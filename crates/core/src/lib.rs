//! Poppin Deli Core - Cart, billing and order formatting.
//!
//! This crate holds the ordering logic shared by every Poppin Deli front end:
//! - `storefront` - Content feed, caching and file-backed storage
//! - `cli` - Command-line front end for menu, cart and checkout
//!
//! # Architecture
//!
//! The core crate does no network or filesystem I/O. Persistence goes
//! through the [`storage::KeyValueStore`] trait so the same cart logic runs
//! over an in-memory map in tests and over files in the CLI.
//!
//! # Modules
//!
//! - [`types`] - Newtype wrappers for ids, prices, tax rates and statuses
//! - [`storage`] - Key-value persistence trait and in-memory store
//! - [`cart`] - Cart lines, state, billing and the cart store
//! - [`order`] - Order message and deep-link formatting
//! - [`checkout`] - Three-step checkout state machine

#![cfg_attr(not(test), forbid(unsafe_code))]

pub mod cart;
pub mod checkout;
pub mod order;
pub mod storage;
pub mod types;

pub use types::*;
use std::fmt;

use thiserror::Error;

use crate::validation::MacroGap;

#[derive(Debug, Error)]
pub enum CoreError {
    #[error("invalid date: {0}")]
    InvalidDate(String),

    #[error("unknown category: {0}")]
    UnknownCategory(String),

    #[error("unknown collection filter: {0}")]
    UnknownCollectionFilter(String),
}

/// Rejections raised before anything is written to the store.
#[derive(Debug, Clone, PartialEq, Error)]
pub enum ValidationError {
    #[error("All fields must be numbers.")]
    NonNumeric { field: &'static str },

    #[error("{0}")]
    MacroMismatch(MacroGap),

    #[error("{0}")]
    EmptyRequiredField(RequiredField),
}

#[derive(Debug, Clone, Copy, PartialEq, Eq)]
pub enum RequiredField {
    RecipeName,
    RecipeSteps,
}

impl fmt::Display for RequiredField {
    fn fmt(&self, f: &mut fmt::Formatter<'_>) -> fmt::Result {
        match self {
            RequiredField::RecipeName => f.write_str("Recipe name is required."),
            RequiredField::RecipeSteps => f.write_str("Add at least one step."),
        }
    }
}
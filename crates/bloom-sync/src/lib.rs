//! bloom-sync
//!
//! Merges a store's live change stream with locally pending writes into one
//! ordered, client-visible collection per owner.

pub mod error;
pub mod synchronizer;
pub mod view;
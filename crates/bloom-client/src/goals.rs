use std::sync::Arc;

use bloom_core::doc_keys::OWNER_FIELD;
use bloom_core::ids::OwnerId;
use bloom_core::models::Document;
use bloom_core::models::goal::{Goal, GoalEnd, GoalInput};
use bloom_storage::documents::{decode_snapshot, encode};
use bloom_storage::store::{DocumentStore, Query};
use bloom_sync::synchronizer::CollectionSynchronizer;
use jiff::civil::Date;
use jiff::{Timestamp, Zoned};
use serde_json::{Map, Value};
use tracing::{debug, info, warn};

use crate::error::SubmitError;

type Clock = Arc<dyn Fn() -> Date + Send + Sync>;

/// Creates goals while keeping at most one of them open-ended per owner.
///
/// A submission closes the owner's most recently created goal (its `to`
/// becomes today) and only then inserts the new open-ended goal. If closing
/// fails nothing is inserted.
pub struct GoalLifecycleManager {
    store: Arc<dyn DocumentStore>,
    sync: Arc<CollectionSynchronizer<Goal>>,
    today: Clock,
}

impl GoalLifecycleManager {
    pub fn new(store: Arc<dyn DocumentStore>, sync: Arc<CollectionSynchronizer<Goal>>) -> Self {
        Self {
            store,
            sync,
            today: Arc::new(|| Zoned::now().date()),
        }
    }

    /// Replace the local calendar used for "today".
    pub fn with_clock(mut self, today: impl Fn() -> Date + Send + Sync + 'static) -> Self {
        self.set_clock(today);
        self
    }

    pub fn set_clock(&mut self, today: impl Fn() -> Date + Send + Sync + 'static) {
        self.today = Arc::new(today);
    }

    /// Validate and store a new goal for `owner`, resolving the goal to close
    /// from authoritative data.
    ///
    /// The synchronized view is only trusted once it follows `owner` and has
    /// a healthy snapshot. Otherwise the owner's goals are read from the store.
    pub async fn submit(
        &self,
        input: &GoalInput,
        owner: Option<&OwnerId>,
    ) -> Result<Goal, SubmitError> {
        let owner = owner.ok_or(SubmitError::Unauthenticated("goal"))?;
        input.validate()?;

        let view = self.sync.current();
        let settled =
            view.owner() == Some(owner) && view.is_loaded() && view.disruption().is_none();
        let current_goals = if settled {
            view.items().to_vec()
        } else {
            debug!(owner = %owner, "goal view not settled, reading goals from the store");
            let raw = self
                .store
                .list(&Query::owned_by(Goal::COLLECTION, owner.clone()))
                .await?;
            decode_snapshot(raw)
        };

        self.submit_goal(input, &current_goals, Some(owner)).await
    }

    /// Validate and store a new goal for `owner`.
    ///
    /// `current_goals` should come from the synchronized view so the goal to
    /// close is resolved from the latest authoritative data.
    pub async fn submit_goal(
        &self,
        input: &GoalInput,
        current_goals: &[Goal],
        owner: Option<&OwnerId>,
    ) -> Result<Goal, SubmitError> {
        let owner = owner.ok_or(SubmitError::Unauthenticated("goal"))?;
        let macros = input.validate()?;
        let today = (self.today)();

        if let Some(previous) = latest_goal(current_goals, owner) {
            let mut close = Map::new();
            close.insert("to".to_string(), Value::String(GoalEnd::On(today).into()));
            close.insert(OWNER_FIELD.to_string(), Value::String(owner.to_string()));

            self.store
                .update(Goal::COLLECTION, &previous.id, close)
                .await
                .inspect_err(|e| {
                    warn!(owner = %owner, goal_id = %previous.id, error = %e, "failed to close previous goal");
                })?;
            info!(owner = %owner, goal_id = %previous.id, to = %today, "previous goal closed");
        }

        let mut goal = Goal::new_active(owner.clone(), macros, today);
        let id = self
            .store
            .insert(Goal::COLLECTION, encode(&goal)?)
            .await
            .inspect_err(|e| warn!(owner = %owner, error = %e, "failed to insert goal"))?;

        // local estimate until the stream delivers the server timestamp
        goal.assign_identity(id, Some(Timestamp::now()));
        info!(owner = %owner, goal_id = %goal.id, from = %today, "goal created");

        self.sync.add_optimistic(goal.clone());
        Ok(goal)
    }
}

/// The owner's most recently created persisted goal, whatever its end date.
/// Equal timestamps are broken by id.
pub fn latest_goal<'a>(goals: &'a [Goal], owner: &OwnerId) -> Option<&'a Goal> {
    goals
        .iter()
        .filter(|goal| &goal.owner_id == owner && !goal.id.is_local())
        .max_by(|a, b| {
            a.created_at
                .cmp(&b.created_at)
                .then_with(|| a.id.cmp(&b.id))
        })
}

/// The goal currently in effect, if any.
pub fn active_goal(goals: &[Goal]) -> Option<&Goal> {
    goals.iter().find(|goal| goal.is_active())
}
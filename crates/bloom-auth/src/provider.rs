use std::fmt;
use std::future::Future;
use std::pin::Pin;

use bloom_core::ids::OwnerId;

use crate::error::AuthError;

pub type BoxFuture<'a, T> = Pin<Box<dyn Future<Output = T> + Send + 'a>>;

/// An authenticated user.
#[derive(Clone, PartialEq, Eq)]
pub struct Session {
    pub owner: OwnerId,
    pub email: Option<String>,
    pub access_token: String,
    pub refresh_token: String,
}

impl fmt::Debug for Session {
    fn fmt(&self, f: &mut fmt::Formatter<'_>) -> fmt::Result {
        f.debug_struct("Session")
            .field("owner", &self.owner)
            .field("email", &self.email)
            .finish_non_exhaustive()
    }
}

/// How the user proves who they are.
#[derive(Clone)]
pub enum Credentials {
    Password { email: String, password: String },
    /// A token issued by a federated provider (e.g. "google").
    Federated { provider: String, token: String },
}

impl fmt::Debug for Credentials {
    fn fmt(&self, f: &mut fmt::Formatter<'_>) -> fmt::Result {
        match self {
            Credentials::Password { email, .. } => f
                .debug_struct("Password")
                .field("email", email)
                .finish_non_exhaustive(),
            Credentials::Federated { provider, .. } => f
                .debug_struct("Federated")
                .field("provider", provider)
                .finish_non_exhaustive(),
        }
    }
}

/// The external service that authenticates users.
///
/// Methods return boxed futures for dyn compatibility.
pub trait IdentityProvider: Send + Sync {
    fn sign_in(&self, credentials: &Credentials) -> BoxFuture<'_, Result<Session, AuthError>>;

    /// Exchange the session's refresh token for fresh tokens.
    fn refresh(&self, session: &Session) -> BoxFuture<'_, Result<Session, AuthError>>;

    fn sign_out(&self, session: &Session) -> BoxFuture<'_, Result<(), AuthError>>;
}
use std::collections::HashMap;

use aws_sdk_cognitoidentityprovider::Client;
use aws_sdk_cognitoidentityprovider::types::AuthFlowType;
use bloom_core::ids::OwnerId;
use tracing::info;

use crate::error::AuthError;
use crate::provider::{BoxFuture, Credentials, IdentityProvider, Session};

const SUB_ATTRIBUTE: &str = "sub";
const EMAIL_ATTRIBUTE: &str = "email";

struct Tokens {
    access_token: String,
    refresh_token: Option<String>,
}

/// Cognito user pool as identity provider.
///
/// The owner id of a session is the user's `sub` attribute.
pub struct CognitoIdentityProvider {
    client: Client,
    user_pool_client_id: String,
}

impl CognitoIdentityProvider {
    pub fn new(client: Client, user_pool_client_id: impl Into<String>) -> Self {
        Self {
            client,
            user_pool_client_id: user_pool_client_id.into(),
        }
    }

    async fn initiate(
        &self,
        flow: AuthFlowType,
        params: HashMap<String, String>,
    ) -> Result<Tokens, AuthError> {
        let resp = self
            .client
            .initiate_auth()
            .auth_flow(flow)
            .client_id(&self.user_pool_client_id)
            .set_auth_parameters(Some(params))
            .send()
            .await
            .map_err(|e| {
                let err = e.into_service_error();
                if err.is_not_authorized_exception() || err.is_user_not_found_exception() {
                    AuthError::AuthFailed("incorrect email or password".to_string())
                } else {
                    AuthError::Cognito(err.to_string())
                }
            })?;

        if let Some(result) = resp.authentication_result() {
            Ok(Tokens {
                access_token: result.access_token().unwrap_or_default().to_string(),
                refresh_token: result.refresh_token().map(str::to_string),
            })
        } else if let Some(challenge) = resp.challenge_name() {
            Err(AuthError::AuthFailed(format!(
                "additional verification required ({})",
                challenge.as_str()
            )))
        } else {
            Err(AuthError::AuthFailed("unexpected response".to_string()))
        }
    }

    /// Look up the owner id and email behind an access token.
    async fn describe_user(&self, access_token: &str) -> Result<(OwnerId, Option<String>), AuthError> {
        let resp = self
            .client
            .get_user()
            .access_token(access_token)
            .send()
            .await
            .map_err(|e| AuthError::Cognito(e.into_service_error().to_string()))?;

        let attribute = |name: &str| {
            resp.user_attributes()
                .iter()
                .find(|attr| attr.name() == name)
                .and_then(|attr| attr.value())
                .map(str::to_string)
        };

        let sub = attribute(SUB_ATTRIBUTE)
            .ok_or_else(|| AuthError::MissingAttribute(SUB_ATTRIBUTE.to_string()))?;
        Ok((OwnerId::new(sub), attribute(EMAIL_ATTRIBUTE)))
    }
}

impl IdentityProvider for CognitoIdentityProvider {
    fn sign_in(&self, credentials: &Credentials) -> BoxFuture<'_, Result<Session, AuthError>> {
        let credentials = credentials.clone();
        Box::pin(async move {
            let (email, password) = match credentials {
                Credentials::Password { email, password } => (email, password),
                Credentials::Federated { provider, .. } => {
                    return Err(AuthError::Unsupported(format!(
                        "signing in with {provider} is not enabled for this app"
                    )));
                }
            };

            info!(email = %email, "initiating auth");

            let mut params = HashMap::new();
            params.insert("USERNAME".to_string(), email.clone());
            params.insert("PASSWORD".to_string(), password);

            let tokens = self.initiate(AuthFlowType::UserPasswordAuth, params).await?;
            let (owner, attribute_email) = self.describe_user(&tokens.access_token).await?;

            Ok(Session {
                owner,
                email: attribute_email.or(Some(email)),
                access_token: tokens.access_token,
                refresh_token: tokens.refresh_token.unwrap_or_default(),
            })
        })
    }

    fn refresh(&self, session: &Session) -> BoxFuture<'_, Result<Session, AuthError>> {
        let session = session.clone();
        Box::pin(async move {
            if session.refresh_token.is_empty() {
                return Err(AuthError::SessionExpired);
            }

            let mut params = HashMap::new();
            params.insert("REFRESH_TOKEN".to_string(), session.refresh_token.clone());

            let tokens = self.initiate(AuthFlowType::RefreshTokenAuth, params).await?;

            Ok(Session {
                access_token: tokens.access_token,
                // Cognito does not always rotate the refresh token
                refresh_token: tokens.refresh_token.unwrap_or(session.refresh_token),
                ..session
            })
        })
    }

    fn sign_out(&self, session: &Session) -> BoxFuture<'_, Result<(), AuthError>> {
        let access_token = session.access_token.clone();
        Box::pin(async move {
            self.client
                .global_sign_out()
                .access_token(access_token)
                .send()
                .await
                .map_err(|e| AuthError::Cognito(e.into_service_error().to_string()))?;
            Ok(())
        })
    }
}
//! Macro-to-calorie consistency rules.
//!
//! Pure arithmetic: proteins and carbs contribute 4 kcal per gram, fats 9.
//! A goal is consistent when its stated calories are within
//! [`CALORIE_TOLERANCE`] of what its macros add up to.

use std::fmt;

use crate::error::ValidationError;

/// Allowed difference, in kcal, between stated and macro-derived calories.
pub const CALORIE_TOLERANCE: i64 = 5;

const KCAL_PER_GRAM_PROTEIN: f64 = 4.0;
const KCAL_PER_GRAM_CARBS: f64 = 4.0;
const KCAL_PER_GRAM_FAT: f64 = 9.0;

/// The four numbers a goal is made of.
#[derive(Debug, Clone, Copy, PartialEq)]
pub struct Macros {
    pub calories: f64,
    pub proteins: f64,
    pub fats: f64,
    pub carbs: f64,
}

impl Macros {
    pub fn check(&self) -> Result<(), ValidationError> {
        check_macro_consistency(self.calories, self.proteins, self.fats, self.carbs)
    }
}

#[derive(Debug, Clone, Copy, PartialEq, Eq)]
pub enum AdjustDirection {
    Add,
    Remove,
}

impl fmt::Display for AdjustDirection {
    fn fmt(&self, f: &mut fmt::Formatter<'_>) -> fmt::Result {
        match self {
            AdjustDirection::Add => f.write_str("Add"),
            AdjustDirection::Remove => f.write_str("Remove"),
        }
    }
}

/// How far a goal's calories are from its macros, with hints to close the gap.
#[derive(Debug, Clone, Copy, PartialEq, Eq)]
pub struct MacroGap {
    /// Stated calories minus macro calories, both rounded.
    pub gap: i64,
    pub direction: AdjustDirection,
    /// Grams of carbs or proteins that would cover the gap.
    pub carbs_or_protein_grams: u64,
    /// Grams of fat that would cover the gap.
    pub fat_grams: u64,
}

impl MacroGap {
    fn new(gap: i64) -> Self {
        let magnitude = gap.unsigned_abs();
        Self {
            gap,
            direction: if gap > 0 {
                AdjustDirection::Add
            } else {
                AdjustDirection::Remove
            },
            carbs_or_protein_grams: magnitude.div_ceil(4),
            fat_grams: magnitude.div_ceil(9),
        }
    }
}

impl fmt::Display for MacroGap {
    fn fmt(&self, f: &mut fmt::Formatter<'_>) -> fmt::Result {
        let sign = if self.gap > 0 { "+" } else { "" };
        write!(
            f,
            "Calories mismatch by {sign}{} kcal. {} about {}g carbs/proteins or {}g fats (±{CALORIE_TOLERANCE} kcal allowed).",
            self.gap, self.direction, self.carbs_or_protein_grams, self.fat_grams,
        )
    }
}

/// Round half up, matching how the stored goals have always been rounded.
pub fn round_half_up(value: f64) -> i64 {
    (value + 0.5).floor() as i64
}

/// Calories implied by the given macros, rounded.
pub fn macro_calories(proteins: f64, fats: f64, carbs: f64) -> i64 {
    round_half_up(
        proteins * KCAL_PER_GRAM_PROTEIN + carbs * KCAL_PER_GRAM_CARBS + fats * KCAL_PER_GRAM_FAT,
    )
}

/// Check that `calories` agrees with the macros within [`CALORIE_TOLERANCE`].
///
/// Non-finite inputs are rejected as [`ValidationError::NonNumeric`] before
/// any arithmetic happens.
pub fn check_macro_consistency(
    calories: f64,
    proteins: f64,
    fats: f64,
    carbs: f64,
) -> Result<(), ValidationError> {
    for (field, value) in [
        ("calories", calories),
        ("proteins", proteins),
        ("fats", fats),
        ("carbs", carbs),
    ] {
        if !value.is_finite() {
            return Err(ValidationError::NonNumeric { field });
        }
    }

    let gap = round_half_up(calories) - macro_calories(proteins, fats, carbs);
    if gap.abs() <= CALORIE_TOLERANCE {
        Ok(())
    } else {
        Err(ValidationError::MacroMismatch(MacroGap::new(gap)))
    }
}

/// Parse one numeric form field. Blank or non-finite text is `NonNumeric`.
pub fn parse_number(field: &'static str, text: &str) -> Result<f64, ValidationError> {
    text.trim()
        .parse::<f64>()
        .ok()
        .filter(|value| value.is_finite())
        .ok_or(ValidationError::NonNumeric { field })
}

Problem description
Take the listing above and repeat exactly the lines from the one containing "const KCAL_PER_GRAM_FAT: f64 = 9.0;" through the one containing "proteins that would cover the gap.", both included.

Task result
const KCAL_PER_GRAM_FAT: f64 = 9.0;

/// The four numbers a goal is made of.
#[derive(Debug, Clone, Copy, PartialEq)]
pub struct Macros {
    pub calories: f64,
    pub proteins: f64,
    pub fats: f64,
    pub carbs: f64,
}

impl Macros {
    pub fn check(&self) -> Result<(), ValidationError> {
        check_macro_consistency(self.calories, self.proteins, self.fats, self.carbs)
    }
}

#[derive(Debug, Clone, Copy, PartialEq, Eq)]
pub enum AdjustDirection {
    Add,
    Remove,
}

impl fmt::Display for AdjustDirection {
    fn fmt(&self, f: &mut fmt::Formatter<'_>) -> fmt::Result {
        match self {
            AdjustDirection::Add => f.write_str("Add"),
            AdjustDirection::Remove => f.write_str("Remove"),
        }
    }
}

/// How far a goal's calories are from its macros, with hints to close the gap.
#[derive(Debug, Clone, Copy, PartialEq, Eq)]
pub struct MacroGap {
    /// Stated calories minus macro calories, both rounded.
    pub gap: i64,
    pub direction: AdjustDirection,
    /// Grams of carbs or proteins that would cover the gap.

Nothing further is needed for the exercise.